Слово тиран соотносилось с латинским tyrus — гадюка, т. е. существом по сути своей ядовитым; и тирания метафорически рассматривалась как яд, разъедающий политический организм. Жиро из Камбрэ утверждал, что тиран пользуется отравлением, как Тиберий, и рискует погибнуть отравленным, как Александр. Иоанн Солсберийский не одобрял отравление тиранов, как ужасное преступление, несовместимое с христианской верой. Однако в этих случаях он проявлял понимание, если речь шла о самой жизни политического сообществ. По поводу смерти Тиберия Иоанн замечал, что если язычники применяли яды, не испытывая угрызений совести, то христианам не подобает действовать вопреки моральным заповедям своей религии. Оба писателя выражали сожаление об ухудшении положения в Английском королевстве. Жиро, посвятивший свое сочинение наследнику Филиппа-Августа, противопоставлял Англию монархии Капетингов. Он восхищался мягкостью французских государей, которые умирали соответственно только естественной смертью, в то время как «короли Британии» жестоко страдали от насилия. Еще до Жиро то же самое писал дуайен собора Святого Павла в Лондоне Ральф де Дисето: кончины королей Капетингов наступают всегда в свое время, поскольку их подданные сохраняют Верность монархам, и те защищены от покушений, будь то с помощью меча или яда.

Отравление в этом противопоставлении двух Анархий выглядело всего лишь одним из вариантов насилия, но французская монархия становилась похожа на миролюбивое папство, как его описывал Петр Дамиани. Стоит ли удивляться?

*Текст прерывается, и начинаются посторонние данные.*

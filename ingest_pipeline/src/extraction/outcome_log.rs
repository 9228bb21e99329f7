// /////////////////////////////////////////////////////////////////////////////
// Optimized Adaptive Pipeline RS
// Copyright (c) 2025 Michael Gardner, A Bit of Help, Inc.
// SPDX-License-Identifier: BSD-3-Clause
// See LICENSE file in the project root.
// /////////////////////////////////////////////////////////////////////////////

//! Per-file pass/fail outcomes, recorded out-of-band from the blackboard.
//!
//! The blackboard exclusively owns the *current* typed value for each known
//! key — it has no slot for "here's what happened to file N", since
//! that's a side-effect of extraction, not data any later stage consumes.
//! `FileLifecycle` needs it anyway, to decide whether a source file moves
//! to `processed/` or `errors/` with a `.error` sidecar. This log is
//! the side-channel: the extraction stage appends to it as it works, and
//! the composition root hands the finished log to `FileLifecycle` after the
//! run completes.

use chrono::{DateTime, Utc};
use parking_lot::Mutex;
use std::path::PathBuf;
use std::sync::Arc;

#[derive(Debug, Clone)]
pub struct FileOutcome {
    pub path: PathBuf,
    pub succeeded: bool,
    pub error: Option<String>,
    pub timestamp: DateTime<Utc>,
}

#[derive(Debug, Clone, Default)]
pub struct OutcomeLog {
    entries: Arc<Mutex<Vec<FileOutcome>>>,
}

impl OutcomeLog {
    pub fn new() -> Self {
        Self::default()
    }

    pub fn record_success(&self, path: PathBuf) {
        self.entries.lock().push(FileOutcome {
            path,
            succeeded: true,
            error: None,
            timestamp: Utc::now(),
        });
    }

    pub fn record_failure(&self, path: PathBuf, error: impl Into<String>) {
        self.entries.lock().push(FileOutcome {
            path,
            succeeded: false,
            error: Some(error.into()),
            timestamp: Utc::now(),
        });
    }

    pub fn snapshot(&self) -> Vec<FileOutcome> {
        self.entries.lock().clone()
    }

    /// Takes the accumulated entries, leaving the log empty for the next
    /// run. Used between `--watch` passes so `FileLifecycle` never replays
    /// a file it already moved.
    pub fn drain(&self) -> Vec<FileOutcome> {
        std::mem::take(&mut self.entries.lock())
    }
}

#[cfg(test)]
mod tests {
    use super::*;

    #[test]
    fn records_successes_and_failures_independently() {
        let log = OutcomeLog::new();
        log.record_success(PathBuf::from("a.txt"));
        log.record_failure(PathBuf::from("b.pdf"), "no text layer");
        let entries = log.snapshot();
        assert_eq!(entries.len(), 2);
        assert!(entries[0].succeeded);
        assert!(!entries[1].succeeded);
        assert_eq!(entries[1].error.as_deref(), Some("no text layer"));
    }

    #[test]
    fn drain_empties_the_log() {
        let log = OutcomeLog::new();
        log.record_success(PathBuf::from("a.txt"));
        assert_eq!(log.drain().len(), 1);
        assert!(log.snapshot().is_empty());
    }
}
// /////////////////////////////////////////////////////////////////////////////
// Optimized Adaptive Pipeline RS
// Copyright (c) 2025 Michael Gardner, A Bit of Help, Inc.
// SPDX-License-Identifier: BSD-3-Clause
// See LICENSE file in the project root.
// /////////////////////////////////////////////////////////////////////////////

//! The extractor capability. Outcome is a plain three-way result
//! variant rather than exceptions.

use crate::entities::ExtractionResult;
use std::path::Path;

/// The outcome of trying one extractor on one file, used by
/// `FallbackManager`'s selection loop to decide whether to keep going.
#[derive(Debug, Clone)]
pub enum ExtractionOutcome {
    Validated(ExtractionResult),
    Invalid(ExtractionResult),
    Error(String),
}

pub trait Extractor: Send + Sync {
    /// Stable name used in profile extractor-name lists and error messages.
    fn name(&self) -> &str;

    /// Decided by file extension against this extractor's fixed supported
    /// set — never by sniffing content.
    fn can_extract(&self, path: &Path) -> bool;

    /// Must not raise for routine failure; returns `success=false` with an
    /// error message instead.
    fn extract(&self, path: &Path) -> ExtractionResult;

    /// Default policy: `success ∧ len(strip(text)) ≥ min_text_length ∧
    /// confidence ≥ min_confidence`. Extractors may override with stricter
    /// rules.
    fn validate_result(&self, result: &ExtractionResult) -> bool {
        result.validate(self.min_text_length(), self.min_confidence())
    }

    fn min_text_length(&self) -> usize {
        1
    }

    fn min_confidence(&self) -> f64 {
        0.0
    }
}
// /////////////////////////////////////////////////////////////////////////////
// Optimized Adaptive Pipeline RS
// Copyright (c) 2025 Michael Gardner, A Bit of Help, Inc.
// SPDX-License-Identifier: BSD-3-Clause
// See LICENSE file in the project root.
// /////////////////////////////////////////////////////////////////////////////

//! The chunking capability. Semantic chunking needs sentence
//! embeddings, so `chunk` is async; Fixed/Recursive/LLM-guided implementors
//! simply don't await anything.

use crate::entities::{Chunk, Document};
use crate::error::IngestError;
use async_trait::async_trait;

#[async_trait]
pub trait Chunker: Send + Sync {
    fn strategy_name(&self) -> &'static str;

    async fn chunk(&self, document: &Document) -> Result<Vec<Chunk>, IngestError>;
}
// /////////////////////////////////////////////////////////////////////////////
// Optimized Adaptive Pipeline RS
// Copyright (c) 2025 Michael Gardner, A Bit of Help, Inc.
// SPDX-License-Identifier: BSD-3-Clause
// See LICENSE file in the project root.
// /////////////////////////////////////////////////////////////////////////////

//! A successful extraction, promoted to the blackboard. Read-only once
//! created.

use serde::{Deserialize, Serialize};
use std::collections::HashMap;
use std::path::PathBuf;

#[derive(Debug, Clone, Serialize, Deserialize)]
pub struct Document {
    pub file_path: PathBuf,
    pub text: String,
    pub original_length: usize,
    pub cleaned_length: usize,
    pub extraction_method: String,
    pub confidence_score: f64,
    pub metadata: HashMap<String, serde_json::Value>,
    pub extracted_json_path: Option<PathBuf>,
}

impl Document {
    pub fn new(file_path: PathBuf, original_text: String, cleaned_text: String, extraction_method: impl Into<String>, confidence_score: f64) -> Self {
        Self {
            file_path,
            original_length: original_text.chars().count(),
            cleaned_length: cleaned_text.chars().count(),
            text: cleaned_text,
            extraction_method: extraction_method.into(),
            confidence_score: confidence_score.clamp(0.0, 1.0),
            metadata: HashMap::new(),
            extracted_json_path: None,
        }
    }

    pub fn is_empty(&self) -> bool {
        self.text.is_empty()
    }
}
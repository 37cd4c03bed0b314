//! Dispatch of inbound commands to the gateway components.

use super::events::{ClientCommand, ServerEvent};
use super::session::Session;
use super::ChatGateway;
use crate::error::ChatError;

/// Heartbeat interval advertised in `ready` (ms).
pub const HEARTBEAT_INTERVAL_MS: u64 = 41250;

/// Run one command for `session`. Replies go to the session's own
/// connection; failures are reported to it as a `notification` and never
/// broadcast.
pub async fn handle_command(gateway: &ChatGateway, session: &Session, command: ClientCommand) {
    if let Err(err) = dispatch(gateway, session, command).await {
        tracing::debug!(user_id = %session.user_id(), error = %err, "command failed");
        session.deliver(ServerEvent::notification(err.notification_text()));
    }
}

async fn dispatch(gateway: &ChatGateway, session: &Session, command: ClientCommand) -> Result<(), ChatError> {
    match command {
        ClientCommand::JoinRoom { room } => {
            let (room, backfill) = gateway.rooms.join(session, &room).await?;
            session.deliver(ServerEvent::RoomJoined { room, backfill });
        }
        ClientCommand::LeaveRoom { room } => {
            if gateway.rooms.leave(session, &room) {
                session.deliver(ServerEvent::RoomLeft {
                    room: room.trim().to_string(),
                });
            }
        }
        ClientCommand::SendRoomMessage { room, body } => {
            gateway.rooms.send(session, &room, &body).await?;
        }
        ClientCommand::SendDirectMessage { recipient, body } => {
            gateway.direct.send(&session.identity, &recipient, &body).await?;
        }
        ClientCommand::FetchConversation { with, limit } => {
            let history = gateway.direct.fetch_history(&session.identity, &with, limit).await?;
            session.deliver(ServerEvent::ConversationHistory {
                with: history.with.username,
                messages: history.messages,
            });
        }
        ClientCommand::ListConversations => {
            let conversations = gateway.direct.list_conversations(&session.identity).await?;
            session.deliver(ServerEvent::ConversationsList { conversations });
        }
        ClientCommand::Typing { recipient } => {
            gateway.typing.notify_typing(&session.identity, &recipient).await;
        }
        ClientCommand::StopTyping { recipient } => {
            gateway.typing.notify_stop_typing(&session.identity, &recipient).await;
        }
        ClientCommand::Heartbeat { seq } => {
            session.deliver(ServerEvent::HeartbeatAck { ack: seq });
        }
    }
    Ok(())
}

Однако выдерживает ли подобный образ проверку фактами? В самом деле, внутри дома Капетингов отравления случались редко, если вообще случались. Вплоть до времен Филиппа 1 ничего такого не обнаруживается. Ордерик Виталий упомянул об отравлении в 1060 г. Генриха 1 его врачом. Однако в этом деле не было ничего политического. Произошел несчастный случай, причем связанный скорей с неосторожностью короля, чем с ошибкой врачей. После истории Бертрады о яде при дворе Капетингов заговорили лишь в начале XIII в. В 1226 г. умер от дизентерии король Людовик VIII, по прозвищу Лев. Этот сын Филиппа-Августа, правивший только три года, вел тогда крестовый поход против альбигойцев на юге страны и осаждал Авиньон. Жителей города французские рыцари называли potionatores (те, кто поят), поскольку были убеждены, что те намеренно распространили болезнь. Кроме того, прозвище намекало также на ересь авиньонцев, поскольку в те времена часто использовали метафору яда для обозначения неверных доктрин. Смерть короля мгновенно породила слух об отравлении. Преступление приписывали графу Шампани Тибо IV, который самовольно покинул войско и боялся королевского гнева. Скорее всего, вероломство графа и смерть короля связало то, что эти события последовали одно за другим. Разговоры об отравлении наносили ущерб чести Тибо IV, который, между прочим, считался влюбленным в королеву, целомудренную Бланку Кастильскую. Как бы то ни было, оказывалось, что пэр королевства, воплошение рыцарства и куртуазности, мог в то же время использовать низкое и недостойное средство, за что, как писал составитель рифмованной хроники Филипп Мускес, его «повсюду ненавидели». Тому же графу Шампани хронисты приписывали еще и отравление в 1234 г. Филиппа Юрепеля, графа Булонского, честолюбивого побочного сына Филиппа-Августа.